The Hunger Games  - Carolyn McCormick, Suzanne  Collins I listened to this book at work. Maybe it was the reader, but I thought the language was plain, silly and disconnected. The story felt sluggish & I couldn't relate. It was predictable & had lots of scenes that I felt were pointless. Maybe next time, I'll pick up the actual book, but I have a feeling it's already ruined for me.

Little Women (Signet Classics)

Little Women - Louisa May Alcott This book is a beauty and a wonder and I'm so happy I finally read it.

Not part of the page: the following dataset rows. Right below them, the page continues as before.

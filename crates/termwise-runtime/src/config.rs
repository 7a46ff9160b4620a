//! Backend configuration.
//!
//! [`BackendConfig`] is resolved once at startup and is read-only afterwards.
//! It can be loaded from environment variables or from a YAML/JSON file;
//! every field has a default. Credentials are never stored here: the config
//! only names the environment variable the remote backend reads.

use serde::{Deserialize, Serialize};
use std::path::{Path, PathBuf};
use std::time::Duration;
use termwise_core::DEFAULT_MAX_INPUT_LENGTH;
use thiserror::Error;

use crate::backends::local::ChatTemplate;

/// Longest accepted `generation_timeout`.
pub const MAX_GENERATION_TIMEOUT: Duration = Duration::from_secs(24 * 60 * 60);

/// Errors from loading or validating configuration.
#[derive(Error, Debug)]
pub enum ConfigError {
    #[error("Failed to read config file: {0}")]
    IoError(#[from] std::io::Error),

    #[error("Failed to parse config file: {0}")]
    ParseError(#[from] serde_yaml::Error),

    #[error("Invalid value for {key}: '{value}'")]
    InvalidValue { key: &'static str, value: String },

    #[error("Config validation failed: {0}")]
    ValidationError(String),
}

/// Which inference backend serves requests.
#[derive(Debug, Clone, Copy, PartialEq, Eq, Serialize, Deserialize)]
#[serde(rename_all = "snake_case")]
pub enum BackendKind {
    /// In-process model execution
    Local,
    /// Hosted text-generation endpoint
    Remote,
}

impl std::str::FromStr for BackendKind {
    type Err = String;

    fn from_str(s: &str) -> Result<Self, Self::Err> {
        match s.trim().to_ascii_lowercase().as_str() {
            "local" => Ok(Self::Local),
            "remote" => Ok(Self::Remote),
            other => Err(format!("unknown backend '{}'", other)),
        }
    }
}

/// Process-wide backend configuration.
#[derive(Debug, Clone, Serialize, Deserialize)]
#[serde(default)]
pub struct BackendConfig {
    /// Backend variant (`INFERENCE_BACKEND`)
    pub backend: BackendKind,

    /// Model identifier (`MODEL_NAME`); a hub id for the remote endpoint and
    /// a directory under `model_dir` for local execution
    pub model_name: String,

    /// Root directory holding local model files (`MODEL_DIR`)
    pub model_dir: PathBuf,

    /// GGUF weights file inside the model directory (`GGUF_FILE`)
    pub gguf_file: String,

    /// Prefer accelerator hardware when present (`USE_GPU`)
    pub use_gpu: bool,

    /// Character cap applied before prompting (`MAX_INPUT_LENGTH`)
    pub max_input_length: usize,

    /// Output token cap (`MAX_NEW_TOKENS`)
    pub max_new_tokens: u32,

    /// Local model context window in tokens (`CONTEXT_LENGTH`)
    pub context_length: usize,

    /// Load quantized GGUF weights instead of full safetensors (`QUANTIZE_MODEL`)
    pub quantize_model: bool,

    /// Request the accelerated attention kernel (`USE_FLASH_ATTENTION_2`)
    pub use_flash_attention_2: bool,

    /// Chat template for the local model (`CHAT_TEMPLATE`)
    pub chat_template: ChatTemplate,

    /// Fixed sampling seed (`SAMPLING_SEED`); random per request when unset
    pub sampling_seed: Option<u64>,

    /// Deadline for a single generation (`GENERATION_TIMEOUT`, e.g. "5m")
    #[serde(with = "duration_human")]
    pub generation_timeout: Duration,

    /// Hosted endpoint (`REMOTE_INFERENCE_URL`); derived from `model_name` when unset
    pub remote_url: Option<String>,

    /// Environment variable holding the remote bearer token (`API_TOKEN_ENV`)
    pub api_token_env: String,

    /// Maximum cached analyses; 0 disables caching (`ANALYSIS_CACHE_CAPACITY`)
    pub cache_capacity: u64,

    /// Lifetime of cached analyses (`ANALYSIS_CACHE_TTL`)
    #[serde(with = "duration_human")]
    pub cache_ttl: Duration,
}

mod duration_human {
    use serde::{Deserialize, Deserializer, Serializer};
    use std::time::Duration;

    pub fn serialize<S>(duration: &Duration, serializer: S) -> Result<S::Ok, S::Error>
    where
        S: Serializer,
    {
        serializer.serialize_str(&humantime::format_duration(*duration).to_string())
    }

    pub fn deserialize<'de, D>(deserializer: D) -> Result<Duration, D::Error>
    where
        D: Deserializer<'de>,
    {
        let text = String::deserialize(deserializer)?;
        humantime::parse_duration(&text).map_err(serde::de::Error::custom)
    }
}

impl Default for BackendConfig {
    fn default() -> Self {
        Self {
            backend: BackendKind::Local,
            model_name: "mistralai/Mistral-7B-Instruct-v0.2".to_string(),
            model_dir: PathBuf::from("models"),
            gguf_file: "model.gguf".to_string(),
            use_gpu: true,
            max_input_length: DEFAULT_MAX_INPUT_LENGTH,
            max_new_tokens: 2048,
            context_length: 4096,
            quantize_model: true,
            use_flash_attention_2: false,
            chat_template: ChatTemplate::Mistral,
            sampling_seed: None,
            generation_timeout: Duration::from_secs(300),
            remote_url: None,
            api_token_env: "HF_API_TOKEN".to_string(),
            cache_capacity: 0,
            cache_ttl: Duration::from_secs(3600),
        }
    }
}

impl BackendConfig {
    /// Load from environment variables, falling back to defaults.
    pub fn from_env() -> Result<Self, ConfigError> {
        Self::from_lookup(|key| std::env::var(key).ok())
    }

    /// Load from a YAML or JSON file. Missing fields take defaults.
    pub fn from_file(path: impl AsRef<Path>) -> Result<Self, ConfigError> {
        let content = std::fs::read_to_string(path)?;
        Self::from_yaml(&content)
    }

    /// Parse YAML (or JSON, which is valid YAML).
    pub fn from_yaml(content: &str) -> Result<Self, ConfigError> {
        Ok(serde_yaml::from_str(content)?)
    }

    /// Build from an arbitrary key lookup (environment, test maps).
    pub fn from_lookup<F>(lookup: F) -> Result<Self, ConfigError>
    where
        F: Fn(&str) -> Option<String>,
    {
        let mut config = Self::default();

        if let Some(v) = lookup("INFERENCE_BACKEND") {
            config.backend = parse_value("INFERENCE_BACKEND", &v)?;
        }
        if let Some(v) = lookup("MODEL_NAME") {
            config.model_name = v;
        }
        if let Some(v) = lookup("MODEL_DIR") {
            config.model_dir = PathBuf::from(v);
        }
        if let Some(v) = lookup("GGUF_FILE") {
            config.gguf_file = v;
        }
        if let Some(v) = lookup("USE_GPU") {
            config.use_gpu = parse_bool("USE_GPU", &v)?;
        }
        if let Some(v) = lookup("MAX_INPUT_LENGTH") {
            config.max_input_length = parse_value("MAX_INPUT_LENGTH", &v)?;
        }
        if let Some(v) = lookup("MAX_NEW_TOKENS") {
            config.max_new_tokens = parse_value("MAX_NEW_TOKENS", &v)?;
        }
        if let Some(v) = lookup("CONTEXT_LENGTH") {
            config.context_length = parse_value("CONTEXT_LENGTH", &v)?;
        }
        if let Some(v) = lookup("QUANTIZE_MODEL") {
            config.quantize_model = parse_bool("QUANTIZE_MODEL", &v)?;
        }
        if let Some(v) = lookup("USE_FLASH_ATTENTION_2") {
            config.use_flash_attention_2 = parse_bool("USE_FLASH_ATTENTION_2", &v)?;
        }
        if let Some(v) = lookup("CHAT_TEMPLATE") {
            config.chat_template = parse_value("CHAT_TEMPLATE", &v)?;
        }
        if let Some(v) = lookup("SAMPLING_SEED") {
            config.sampling_seed = Some(parse_value("SAMPLING_SEED", &v)?);
        }
        if let Some(v) = lookup("GENERATION_TIMEOUT") {
            config.generation_timeout = parse_duration("GENERATION_TIMEOUT", &v)?;
        }
        if let Some(v) = lookup("REMOTE_INFERENCE_URL") {
            config.remote_url = Some(v);
        }
        if let Some(v) = lookup("API_TOKEN_ENV") {
            config.api_token_env = v;
        }
        if let Some(v) = lookup("ANALYSIS_CACHE_CAPACITY") {
            config.cache_capacity = parse_value("ANALYSIS_CACHE_CAPACITY", &v)?;
        }
        if let Some(v) = lookup("ANALYSIS_CACHE_TTL") {
            config.cache_ttl = parse_duration("ANALYSIS_CACHE_TTL", &v)?;
        }

        Ok(config)
    }

    /// Reject configurations no backend can serve.
    pub fn validate(&self) -> Result<(), ConfigError> {
        if self.model_name.trim().is_empty() {
            return Err(ConfigError::ValidationError(
                "model_name must not be empty".to_string(),
            ));
        }
        if self.max_input_length == 0 {
            return Err(ConfigError::ValidationError(
                "max_input_length must be greater than 0".to_string(),
            ));
        }
        if self.max_new_tokens == 0 {
            return Err(ConfigError::ValidationError(
                "max_new_tokens must be greater than 0".to_string(),
            ));
        }
        if self.generation_timeout.is_zero() {
            return Err(ConfigError::ValidationError(
                "generation_timeout must be greater than 0".to_string(),
            ));
        }
        if self.generation_timeout > MAX_GENERATION_TIMEOUT {
            return Err(ConfigError::ValidationError(format!(
                "generation_timeout must be at most {}",
                humantime::format_duration(MAX_GENERATION_TIMEOUT)
            )));
        }
        if self.backend == BackendKind::Local
            && self.max_new_tokens as usize >= self.context_length
        {
            return Err(ConfigError::ValidationError(format!(
                "max_new_tokens ({}) must be smaller than context_length ({})",
                self.max_new_tokens, self.context_length
            )));
        }
        if let Some(url) = &self.remote_url {
            if !url.starts_with("http://") && !url.starts_with("https://") {
                return Err(ConfigError::ValidationError(
                    "remote_url must start with http:// or https://".to_string(),
                ));
            }
        }
        Ok(())
    }

    /// Directory holding the local model files.
    pub fn model_path(&self) -> PathBuf {
        self.model_dir.join(&self.model_name)
    }

    /// Endpoint the remote backend posts to.
    pub fn remote_endpoint(&self) -> String {
        match &self.remote_url {
            Some(url) => url.clone(),
            None => format!(
                "https://api-inference.huggingface.co/models/{}",
                self.model_name
            ),
        }
    }
}

fn parse_value<T: std::str::FromStr>(key: &'static str, value: &str) -> Result<T, ConfigError> {
    value.trim().parse().map_err(|_| ConfigError::InvalidValue {
        key,
        value: value.to_string(),
    })
}

fn parse_bool(key: &'static str, value: &str) -> Result<bool, ConfigError> {
    match value.trim().to_ascii_lowercase().as_str() {
        "1" | "true" | "yes" | "on" => Ok(true),
        "0" | "false" | "no" | "off" => Ok(false),
        _ => Err(ConfigError::InvalidValue {
            key,
            value: value.to_string(),
        }),
    }
}

fn parse_duration(key: &'static str, value: &str) -> Result<Duration, ConfigError> {
    humantime::parse_duration(value.trim()).map_err(|_| ConfigError::InvalidValue {
        key,
        value: value.to_string(),
    })
}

Anne Frank: The Diary of a Young Girl

The Diary of a Young Girl - B.M. Mooyaart, Eleanor Roosevelt, Anne Frank I was never forced to read this book in my early years at school, which I think just about ruined every book that I read in my formative years. I am so thankful this was not one of them. From first page to last, I was struck not only by the honesty of Anne's words, but by the sheer eloquence of her description of the world around and inside her. For her age and for that time, she was a forward thinker, sharp, witty, intuitive, challenging and entertaining. To follow her growth spiritually and physically into an ambitious, strong young woman was to see the spirit that was behind the good that was happening in the world at that time, which she plainly saw just from watching from behind a shabby curtain or listening to the news. Anne's spirit is what shines through on these pages, and I like to think that if she had lived, her dreams of being an independent woman and a writer would have come true. But, she became both of these through her diary, didn't she?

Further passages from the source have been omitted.